▸ **Material to process**:
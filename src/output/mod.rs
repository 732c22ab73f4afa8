mod json;
mod path;
mod report;
mod text;

pub use json::JsonFormatter;
pub use path::display_path;
pub use report::{CountSummary, FileComments, FileCount, FileSpans};
pub use text::TextFormatter;

use crate::error::Result;
use crate::language::LanguageRule;

/// Trait for rendering command results.
pub trait ReportFormatter {
    /// # Errors
    /// Returns an error if the formatting fails.
    fn format_spans(&self, files: &[FileSpans<'_>]) -> Result<String>;

    /// # Errors
    /// Returns an error if the formatting fails.
    fn format_comments(&self, files: &[FileComments<'_>]) -> Result<String>;

    /// # Errors
    /// Returns an error if the formatting fails.
    fn format_counts(&self, summary: &CountSummary) -> Result<String>;

    /// # Errors
    /// Returns an error if the formatting fails.
    fn format_languages(&self, languages: &[LanguageRule]) -> Result<String>;
}

#[derive(Debug, Clone, Copy, PartialEq, Eq, Default)]
pub enum OutputFormat {
    #[default]
    Text,
    Json,
}

impl OutputFormat {
    #[must_use]
    pub fn formatter(self) -> Box<dyn ReportFormatter> {
        match self {
            Self::Text => Box::new(TextFormatter),
            Self::Json => Box::new(JsonFormatter),
        }
    }
}

impl std::str::FromStr for OutputFormat {
    type Err = String;

    fn from_str(s: &str) -> std::result::Result<Self, Self::Err> {
        match s.to_lowercase().as_str() {
            "text" => Ok(Self::Text),
            "json" => Ok(Self::Json),
            _ => Err(format!("Unknown output format: {s}")),
        }
    }
}

#[cfg(test)]
#[path = "mod_tests.rs"]
mod tests;
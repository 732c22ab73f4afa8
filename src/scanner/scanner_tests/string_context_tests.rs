//! Comment markers inside string literals must stay inert.

use super::*;

#[test]
fn marker_inside_string_is_not_a_comment() {
    let c = rule("C");
    assert!(comments("pattern = \"//.*$\";", &c).is_empty());
}

#[test]
fn decoy_string_then_real_comment() {
    let c = rule("C");
    assert_eq!(
        comments("pattern = \"//.*$\"  // Regex for matching comments", &c),
        vec!["// Regex for matching comments"]
    );
}

#[test]
fn block_marker_inside_string() {
    let c = rule("C");
    assert_eq!(comments("s = \"/* not */\"; /* real */", &c), vec!["/* real */"]);
}

#[test]
fn escaped_quote_does_not_end_string() {
    let c = rule("C");
    assert_eq!(
        comments("s = \"a \\\" // b\"; // real", &c),
        vec!["// real"]
    );
}

#[test]
fn escaped_backslash_before_quote_ends_string() {
    let c = rule("C");
    assert_eq!(comments("p = \"C:\\\\\"; // c", &c), vec!["// c"]);
}

#[test]
fn escape_consumes_multibyte_character() {
    let c = rule("C");
    assert_eq!(comments("s = \"\\é\"; // c", &c), vec!["// c"]);
}

#[test]
fn url_in_python_string() {
    let py = rule("Python");
    assert_eq!(
        comments("url = \"http://example.com#not-a-comment\"  # real", &py),
        vec!["# real"]
    );
}

#[test]
fn hash_in_python_single_quotes() {
    let py = rule("Python");
    assert_eq!(comments("x = '#'  # c", &py), vec!["# c"]);
}

#[test]
fn python_triple_quoted_string_hides_hash() {
    let py = rule("Python");
    assert_eq!(
        spans("x = \"\"\"a # b\nc\"\"\"", &py),
        vec![
            (SpanKind::Code, "x = "),
            (SpanKind::String, "\"\"\"a # b\nc\"\"\""),
        ]
    );
}

#[test]
fn python_docstring_on_its_own_line_is_a_comment() {
    let py = rule("Python");
    assert_eq!(
        spans("def f():\n    \"\"\"Doc # x\"\"\"\n    return 1", &py),
        vec![
            (SpanKind::Code, "def f():\n    "),
            (SpanKind::Comment, "\"\"\"Doc # x\"\"\""),
            (SpanKind::Code, "\n    return 1"),
        ]
    );
}

#[test]
fn single_line_string_stops_at_newline() {
    let c = rule("C");
    let all: Vec<_> = scan("s = \"abc\n// c", &c).collect();
    assert_eq!(all[1].kind, SpanKind::String);
    assert_eq!(all[1].text, "\"abc");
    assert!(all[1].unterminated);
    assert_eq!(all[2].text, "\n");
    assert_eq!(all[3].text, "// c");
}

#[test]
fn escaped_newline_continues_single_line_string() {
    let c = rule("C");
    assert!(comments("s = \"abc\\\n// still string\";", &c).is_empty());
}

#[test]
fn quotes_inside_comments_are_inert() {
    let c = rule("C");
    assert_eq!(
        spans("// it's\nx = 'a'", &c),
        vec![
            (SpanKind::Comment, "// it's"),
            (SpanKind::Code, "\nx = "),
            (SpanKind::String, "'a'"),
        ]
    );
}

#[test]
fn close_marker_inside_quotes_in_comment_still_closes() {
    let c = rule("C");
    assert_eq!(
        spans("/* \"*/ x", &c),
        vec![(SpanKind::Comment, "/* \"*/"), (SpanKind::Code, " x")]
    );
}

#[test]
fn fixture_decoy_lines() {
    let js = rule("JavaScript");
    let text = "message = \"This string contains // but it's not a comment\"\n\
                pattern = \"//.*$\"  // Regex for matching comments\n";
    assert_eq!(comments(text, &js), vec!["// Regex for matching comments"]);
    assert_round_trip(text, &js);
}

#[test]
fn edge_case_fixture_strings() {
    let go = rule("Go");
    let text = "escaped = \"This has \\\"quotes\\\" and \\\\n newlines\"\n\
                path = \"C:\\\\Users\\\\file.txt\"\n\
                comment_marker = \"//\"\n\
                trailing = 'v'    // Comment after spaces    \n";
    assert_eq!(comments(text, &go), vec!["// Comment after spaces    "]);
}
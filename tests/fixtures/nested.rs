/* outer /* inner */ still outer */
fn main() {
    let s = "/* not a comment */";
    let raw = r#"// "quoted" "#;
    let c = '"';
    let _ = longest::<'static>(s, raw, c); // lifetime is not a char
}

fn longest<'a>(a: &'a str, _b: &'a str, _c: char) -> &'a str {
    a
}
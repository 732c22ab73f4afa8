//! Scanner throughput on ordinary source and on decoy-heavy input

use criterion::{BenchmarkId, Criterion, Throughput, black_box, criterion_group, criterion_main};
use comment_sieve::{LanguageRegistry, count_lines, extract_comments, scan};

const C_SOURCE: &str = r#"/*
 * Data processor
 */
#include <stdio.h>

static const char *pattern = "/\\*.*\\*/";  // Regex for matching comments

int process(int *items, int count) {
    // Skip invalid items
    int total = 0;
    for (int i = 0; i < count; i++) {
        total += items[i];  /* accumulate */
    }
    printf("%s // not a comment\n", pattern);
    return total;
}
"#;

const PYTHON_SOURCE: &str = r##""""
Module docstring explaining the purpose of this module.
"""

message = "This string contains # but it's not a comment"
pattern = "#.*$"  # Regex for matching comments

def main():
    # Check if data is valid
    print(message, pattern)
"##;

fn bench_ordinary_source(c: &mut Criterion) {
    let registry = LanguageRegistry::default();
    let c_rule = registry.rules_for("c").unwrap();
    let c_text = C_SOURCE.repeat(200);
    let py_text = PYTHON_SOURCE.repeat(200);

    let mut group = c.benchmark_group("ordinary_source");
    group.throughput(Throughput::Bytes(c_text.len() as u64));
    group.bench_function("scan_c", |b| {
        b.iter(|| scan(black_box(&c_text), c_rule).count())
    });
    group.bench_function("count_lines_c", |b| {
        b.iter(|| count_lines(black_box(&c_text), c_rule))
    });
    group.bench_function("extract_python", |b| {
        b.iter(|| extract_comments(black_box(&py_text), "python").unwrap().len())
    });
    group.finish();
}

fn bench_decoy_repetition(c: &mut Criterion) {
    let registry = LanguageRegistry::default();
    let cases = [
        ("c", "/*"),
        ("c", "//"),
        ("python", "#"),
        ("rust", "'"),
        ("swift", "#"),
        ("shell", "$#"),
    ];

    let mut group = c.benchmark_group("decoy_repetition");
    for (language, token) in cases {
        let rule = registry.rules_for(language).unwrap();
        let text = token.repeat(10_000);
        group.throughput(Throughput::Bytes(text.len() as u64));
        group.bench_with_input(
            BenchmarkId::new(language, token),
            &text,
            |b, text| b.iter(|| scan(black_box(text), rule).count()),
        );
    }
    group.finish();
}

criterion_group!(benches, bench_ordinary_source, bench_decoy_repetition);
criterion_main!(benches);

▸ **Work required**:
Show each line of the material that includes the word "BenchmarkId".

▸ **Result below**:
use criterion::{BenchmarkId, Criterion, Throughput, black_box, criterion_group, criterion_main};
            BenchmarkId::new(language, token),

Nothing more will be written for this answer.